══ Data under study

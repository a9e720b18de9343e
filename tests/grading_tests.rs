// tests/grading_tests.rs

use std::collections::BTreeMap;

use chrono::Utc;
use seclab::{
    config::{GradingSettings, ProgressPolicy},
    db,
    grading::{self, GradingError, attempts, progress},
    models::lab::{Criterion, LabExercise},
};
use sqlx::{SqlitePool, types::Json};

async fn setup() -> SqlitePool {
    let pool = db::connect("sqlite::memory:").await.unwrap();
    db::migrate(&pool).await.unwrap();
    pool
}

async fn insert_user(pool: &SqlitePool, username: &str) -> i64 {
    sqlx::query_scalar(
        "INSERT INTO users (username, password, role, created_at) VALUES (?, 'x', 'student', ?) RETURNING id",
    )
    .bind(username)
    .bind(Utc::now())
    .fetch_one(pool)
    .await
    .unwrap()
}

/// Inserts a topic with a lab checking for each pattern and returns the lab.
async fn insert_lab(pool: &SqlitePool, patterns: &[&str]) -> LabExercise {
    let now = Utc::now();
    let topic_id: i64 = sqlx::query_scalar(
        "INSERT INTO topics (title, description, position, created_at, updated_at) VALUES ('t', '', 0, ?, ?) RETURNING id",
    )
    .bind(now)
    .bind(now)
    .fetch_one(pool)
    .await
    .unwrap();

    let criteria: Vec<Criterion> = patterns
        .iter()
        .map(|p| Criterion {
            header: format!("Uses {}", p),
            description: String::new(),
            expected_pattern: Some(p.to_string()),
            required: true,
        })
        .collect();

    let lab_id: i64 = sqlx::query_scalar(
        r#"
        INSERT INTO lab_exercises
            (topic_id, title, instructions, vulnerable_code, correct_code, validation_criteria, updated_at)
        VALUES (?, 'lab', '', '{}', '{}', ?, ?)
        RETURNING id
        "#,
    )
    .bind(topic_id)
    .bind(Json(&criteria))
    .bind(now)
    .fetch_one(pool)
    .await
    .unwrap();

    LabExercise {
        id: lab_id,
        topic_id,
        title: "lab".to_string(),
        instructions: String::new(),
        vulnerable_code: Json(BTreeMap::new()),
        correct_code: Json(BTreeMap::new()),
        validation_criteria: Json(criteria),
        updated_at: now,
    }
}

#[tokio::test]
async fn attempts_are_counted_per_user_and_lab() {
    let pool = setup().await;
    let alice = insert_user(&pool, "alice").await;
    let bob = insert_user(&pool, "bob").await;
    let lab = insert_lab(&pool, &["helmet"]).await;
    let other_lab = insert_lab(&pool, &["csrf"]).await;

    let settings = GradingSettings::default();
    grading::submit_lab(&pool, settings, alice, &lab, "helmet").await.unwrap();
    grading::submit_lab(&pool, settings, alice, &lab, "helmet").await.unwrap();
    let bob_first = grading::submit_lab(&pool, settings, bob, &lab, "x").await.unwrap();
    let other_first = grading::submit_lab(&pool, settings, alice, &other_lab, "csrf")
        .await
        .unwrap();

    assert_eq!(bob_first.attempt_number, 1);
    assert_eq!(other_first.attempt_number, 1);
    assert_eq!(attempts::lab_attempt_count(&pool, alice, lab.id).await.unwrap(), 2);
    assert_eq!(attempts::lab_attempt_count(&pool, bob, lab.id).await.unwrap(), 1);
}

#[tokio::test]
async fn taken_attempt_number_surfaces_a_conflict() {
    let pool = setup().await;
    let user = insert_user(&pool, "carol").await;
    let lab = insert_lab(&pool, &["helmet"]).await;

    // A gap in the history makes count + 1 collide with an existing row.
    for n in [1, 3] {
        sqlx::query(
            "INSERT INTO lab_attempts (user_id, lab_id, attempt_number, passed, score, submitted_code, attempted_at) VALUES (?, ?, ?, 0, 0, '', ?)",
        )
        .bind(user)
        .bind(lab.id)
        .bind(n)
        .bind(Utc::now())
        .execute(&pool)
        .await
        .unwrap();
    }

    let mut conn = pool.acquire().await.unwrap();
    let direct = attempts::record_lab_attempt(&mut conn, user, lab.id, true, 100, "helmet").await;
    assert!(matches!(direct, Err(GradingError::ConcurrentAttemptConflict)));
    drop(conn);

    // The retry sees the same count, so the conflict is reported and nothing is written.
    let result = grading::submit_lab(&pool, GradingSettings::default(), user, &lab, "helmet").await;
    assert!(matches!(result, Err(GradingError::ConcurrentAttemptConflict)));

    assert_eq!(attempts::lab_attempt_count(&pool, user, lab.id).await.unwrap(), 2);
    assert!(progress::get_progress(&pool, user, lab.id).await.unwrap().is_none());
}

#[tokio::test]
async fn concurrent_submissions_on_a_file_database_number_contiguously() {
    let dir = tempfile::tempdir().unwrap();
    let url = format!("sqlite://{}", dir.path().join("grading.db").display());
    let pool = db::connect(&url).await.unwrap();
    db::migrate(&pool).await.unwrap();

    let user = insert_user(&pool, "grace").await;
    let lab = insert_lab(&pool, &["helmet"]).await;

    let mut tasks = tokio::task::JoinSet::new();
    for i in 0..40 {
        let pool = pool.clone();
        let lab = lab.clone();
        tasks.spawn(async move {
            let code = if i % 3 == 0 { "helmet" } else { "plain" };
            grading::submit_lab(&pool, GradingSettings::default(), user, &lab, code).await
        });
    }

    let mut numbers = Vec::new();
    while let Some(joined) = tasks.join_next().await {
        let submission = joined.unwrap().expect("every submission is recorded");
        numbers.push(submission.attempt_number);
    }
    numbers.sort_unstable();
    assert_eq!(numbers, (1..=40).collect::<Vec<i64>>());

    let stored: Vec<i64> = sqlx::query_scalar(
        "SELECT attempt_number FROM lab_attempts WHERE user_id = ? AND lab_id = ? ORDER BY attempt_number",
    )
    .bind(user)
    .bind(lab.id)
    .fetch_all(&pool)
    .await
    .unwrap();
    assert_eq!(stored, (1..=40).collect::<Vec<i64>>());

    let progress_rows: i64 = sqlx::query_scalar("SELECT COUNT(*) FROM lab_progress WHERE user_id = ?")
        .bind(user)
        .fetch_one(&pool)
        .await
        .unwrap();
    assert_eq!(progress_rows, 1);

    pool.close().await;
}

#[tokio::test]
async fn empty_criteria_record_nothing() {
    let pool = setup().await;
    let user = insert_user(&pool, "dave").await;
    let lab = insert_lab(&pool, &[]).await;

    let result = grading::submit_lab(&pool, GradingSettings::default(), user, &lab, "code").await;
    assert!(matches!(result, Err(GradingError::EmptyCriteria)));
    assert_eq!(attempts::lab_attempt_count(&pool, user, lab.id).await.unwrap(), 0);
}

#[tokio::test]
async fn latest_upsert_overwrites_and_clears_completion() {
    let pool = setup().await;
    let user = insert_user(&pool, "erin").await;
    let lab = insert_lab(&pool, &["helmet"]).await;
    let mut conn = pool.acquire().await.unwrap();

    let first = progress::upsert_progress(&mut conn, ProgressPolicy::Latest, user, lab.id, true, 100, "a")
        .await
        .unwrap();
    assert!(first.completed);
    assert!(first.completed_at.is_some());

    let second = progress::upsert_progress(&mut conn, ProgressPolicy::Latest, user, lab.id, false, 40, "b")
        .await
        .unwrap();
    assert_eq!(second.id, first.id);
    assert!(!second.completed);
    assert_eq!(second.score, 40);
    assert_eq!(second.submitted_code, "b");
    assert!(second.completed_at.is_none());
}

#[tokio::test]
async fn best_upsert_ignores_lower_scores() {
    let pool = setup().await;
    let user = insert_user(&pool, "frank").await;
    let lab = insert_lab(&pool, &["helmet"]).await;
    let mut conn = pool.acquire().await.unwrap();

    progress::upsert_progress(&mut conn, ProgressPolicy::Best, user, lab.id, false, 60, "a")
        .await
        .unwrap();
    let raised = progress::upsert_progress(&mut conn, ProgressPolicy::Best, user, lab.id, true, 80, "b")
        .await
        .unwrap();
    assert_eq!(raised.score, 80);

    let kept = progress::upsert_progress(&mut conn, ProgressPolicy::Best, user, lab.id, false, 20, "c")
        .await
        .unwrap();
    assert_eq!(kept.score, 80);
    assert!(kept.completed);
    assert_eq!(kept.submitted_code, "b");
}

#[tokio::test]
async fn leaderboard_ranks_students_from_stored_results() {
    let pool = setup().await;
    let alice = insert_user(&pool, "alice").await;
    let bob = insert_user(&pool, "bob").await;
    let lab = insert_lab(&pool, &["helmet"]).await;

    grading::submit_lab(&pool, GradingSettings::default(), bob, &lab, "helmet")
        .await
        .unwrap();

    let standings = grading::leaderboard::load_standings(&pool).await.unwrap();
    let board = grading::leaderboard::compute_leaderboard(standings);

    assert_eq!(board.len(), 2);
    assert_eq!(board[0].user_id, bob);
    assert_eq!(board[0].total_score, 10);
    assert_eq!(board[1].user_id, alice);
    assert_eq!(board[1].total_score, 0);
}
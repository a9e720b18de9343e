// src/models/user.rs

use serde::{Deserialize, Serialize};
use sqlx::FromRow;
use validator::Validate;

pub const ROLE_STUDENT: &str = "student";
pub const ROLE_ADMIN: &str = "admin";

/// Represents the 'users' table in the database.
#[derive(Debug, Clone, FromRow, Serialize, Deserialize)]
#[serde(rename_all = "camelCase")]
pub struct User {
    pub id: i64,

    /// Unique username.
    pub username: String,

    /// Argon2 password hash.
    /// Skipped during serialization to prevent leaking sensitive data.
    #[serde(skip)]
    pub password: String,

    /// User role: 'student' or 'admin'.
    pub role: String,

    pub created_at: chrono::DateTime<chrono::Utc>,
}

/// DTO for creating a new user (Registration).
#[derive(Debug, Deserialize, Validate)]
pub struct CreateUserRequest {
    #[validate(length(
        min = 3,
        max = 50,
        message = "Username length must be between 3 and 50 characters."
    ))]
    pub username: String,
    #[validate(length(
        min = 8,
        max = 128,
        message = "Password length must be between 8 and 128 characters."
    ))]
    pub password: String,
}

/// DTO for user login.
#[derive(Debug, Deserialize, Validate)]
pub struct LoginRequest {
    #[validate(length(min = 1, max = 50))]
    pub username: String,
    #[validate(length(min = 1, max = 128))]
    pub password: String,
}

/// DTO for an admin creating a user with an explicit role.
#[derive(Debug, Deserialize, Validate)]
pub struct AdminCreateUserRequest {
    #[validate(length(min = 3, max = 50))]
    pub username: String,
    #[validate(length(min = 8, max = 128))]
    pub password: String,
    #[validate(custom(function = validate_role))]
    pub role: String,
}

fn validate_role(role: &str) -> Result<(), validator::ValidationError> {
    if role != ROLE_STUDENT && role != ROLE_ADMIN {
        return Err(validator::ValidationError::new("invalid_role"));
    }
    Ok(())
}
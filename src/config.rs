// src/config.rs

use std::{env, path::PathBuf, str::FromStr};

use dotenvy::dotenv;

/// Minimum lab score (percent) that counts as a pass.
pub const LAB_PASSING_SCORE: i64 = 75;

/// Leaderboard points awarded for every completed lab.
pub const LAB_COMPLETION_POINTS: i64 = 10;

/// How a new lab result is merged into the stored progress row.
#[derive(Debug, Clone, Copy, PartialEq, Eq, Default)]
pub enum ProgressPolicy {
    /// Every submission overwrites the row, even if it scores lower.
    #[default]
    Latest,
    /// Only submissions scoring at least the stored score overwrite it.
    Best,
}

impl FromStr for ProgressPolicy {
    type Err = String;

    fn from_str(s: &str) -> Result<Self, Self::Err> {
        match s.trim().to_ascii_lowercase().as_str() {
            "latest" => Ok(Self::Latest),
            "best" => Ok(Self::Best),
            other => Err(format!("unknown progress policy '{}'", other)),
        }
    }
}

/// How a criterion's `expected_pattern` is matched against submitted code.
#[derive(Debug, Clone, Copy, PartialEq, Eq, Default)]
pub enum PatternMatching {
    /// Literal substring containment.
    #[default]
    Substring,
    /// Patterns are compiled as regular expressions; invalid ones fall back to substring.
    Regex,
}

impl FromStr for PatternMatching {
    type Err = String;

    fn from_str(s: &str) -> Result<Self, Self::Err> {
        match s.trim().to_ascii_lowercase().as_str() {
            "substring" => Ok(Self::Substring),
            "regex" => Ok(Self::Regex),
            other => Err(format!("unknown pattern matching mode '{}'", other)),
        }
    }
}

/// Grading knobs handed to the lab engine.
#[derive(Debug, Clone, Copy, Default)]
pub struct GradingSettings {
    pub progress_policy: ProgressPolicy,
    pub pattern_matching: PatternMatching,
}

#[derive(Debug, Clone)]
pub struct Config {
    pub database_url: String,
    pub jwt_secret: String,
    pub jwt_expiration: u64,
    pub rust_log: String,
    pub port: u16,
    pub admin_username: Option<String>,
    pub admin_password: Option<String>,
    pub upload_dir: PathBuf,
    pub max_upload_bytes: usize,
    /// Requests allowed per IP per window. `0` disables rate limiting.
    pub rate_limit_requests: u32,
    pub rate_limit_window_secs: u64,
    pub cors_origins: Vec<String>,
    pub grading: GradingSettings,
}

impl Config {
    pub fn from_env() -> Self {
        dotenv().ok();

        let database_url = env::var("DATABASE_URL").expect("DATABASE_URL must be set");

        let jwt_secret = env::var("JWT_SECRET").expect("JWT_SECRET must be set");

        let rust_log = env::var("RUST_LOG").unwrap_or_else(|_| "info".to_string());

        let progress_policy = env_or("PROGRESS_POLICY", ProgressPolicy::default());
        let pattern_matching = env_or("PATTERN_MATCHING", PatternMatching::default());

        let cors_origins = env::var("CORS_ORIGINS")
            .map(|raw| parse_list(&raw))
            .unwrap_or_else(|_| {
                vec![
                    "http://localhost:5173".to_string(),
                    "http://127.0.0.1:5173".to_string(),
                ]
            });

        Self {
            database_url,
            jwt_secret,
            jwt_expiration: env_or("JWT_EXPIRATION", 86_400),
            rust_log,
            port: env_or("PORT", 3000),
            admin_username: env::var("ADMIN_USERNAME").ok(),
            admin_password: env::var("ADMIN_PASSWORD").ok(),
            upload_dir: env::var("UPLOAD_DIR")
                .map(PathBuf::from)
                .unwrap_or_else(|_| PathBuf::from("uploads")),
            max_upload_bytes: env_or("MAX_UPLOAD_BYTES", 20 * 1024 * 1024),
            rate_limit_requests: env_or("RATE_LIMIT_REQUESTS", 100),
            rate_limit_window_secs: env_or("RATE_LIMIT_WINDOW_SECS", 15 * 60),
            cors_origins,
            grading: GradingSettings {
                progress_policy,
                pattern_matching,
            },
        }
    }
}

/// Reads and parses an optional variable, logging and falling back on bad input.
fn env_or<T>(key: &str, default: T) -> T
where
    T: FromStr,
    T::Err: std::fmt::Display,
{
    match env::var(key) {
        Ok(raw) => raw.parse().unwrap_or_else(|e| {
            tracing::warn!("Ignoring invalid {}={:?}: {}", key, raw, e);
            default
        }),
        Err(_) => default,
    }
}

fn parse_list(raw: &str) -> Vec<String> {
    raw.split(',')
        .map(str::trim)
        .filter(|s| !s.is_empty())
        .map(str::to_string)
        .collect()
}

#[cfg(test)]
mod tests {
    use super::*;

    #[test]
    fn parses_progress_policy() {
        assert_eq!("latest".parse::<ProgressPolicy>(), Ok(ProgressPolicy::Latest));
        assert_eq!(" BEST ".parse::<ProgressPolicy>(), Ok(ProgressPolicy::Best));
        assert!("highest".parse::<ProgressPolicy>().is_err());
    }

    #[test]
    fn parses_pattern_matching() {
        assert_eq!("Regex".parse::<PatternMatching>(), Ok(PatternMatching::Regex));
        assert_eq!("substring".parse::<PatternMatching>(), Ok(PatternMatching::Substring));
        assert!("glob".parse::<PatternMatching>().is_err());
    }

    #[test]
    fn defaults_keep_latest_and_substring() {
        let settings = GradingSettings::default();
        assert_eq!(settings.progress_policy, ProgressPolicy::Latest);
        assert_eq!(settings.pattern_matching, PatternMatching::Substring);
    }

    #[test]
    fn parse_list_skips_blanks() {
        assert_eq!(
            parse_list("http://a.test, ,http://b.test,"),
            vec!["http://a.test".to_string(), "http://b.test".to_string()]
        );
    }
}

════

**What you need to do**
Please transcribe only the lines in the records above running from the line that has "let pool = db::connect(&url).await.unwrap();" through the line that has "let code = if", both included, exactly as they appear.

**Written solution**
    let pool = db::connect(&url).await.unwrap();
    db::migrate(&pool).await.unwrap();

    let user = insert_user(&pool, "grace").await;
    let lab = insert_lab(&pool, &["helmet"]).await;

    let mut tasks = tokio::task::JoinSet::new();
    for i in 0..40 {
        let pool = pool.clone();
        let lab = lab.clone();
        tasks.spawn(async move {
            let code = if i % 3 == 0 { "helmet" } else { "plain" };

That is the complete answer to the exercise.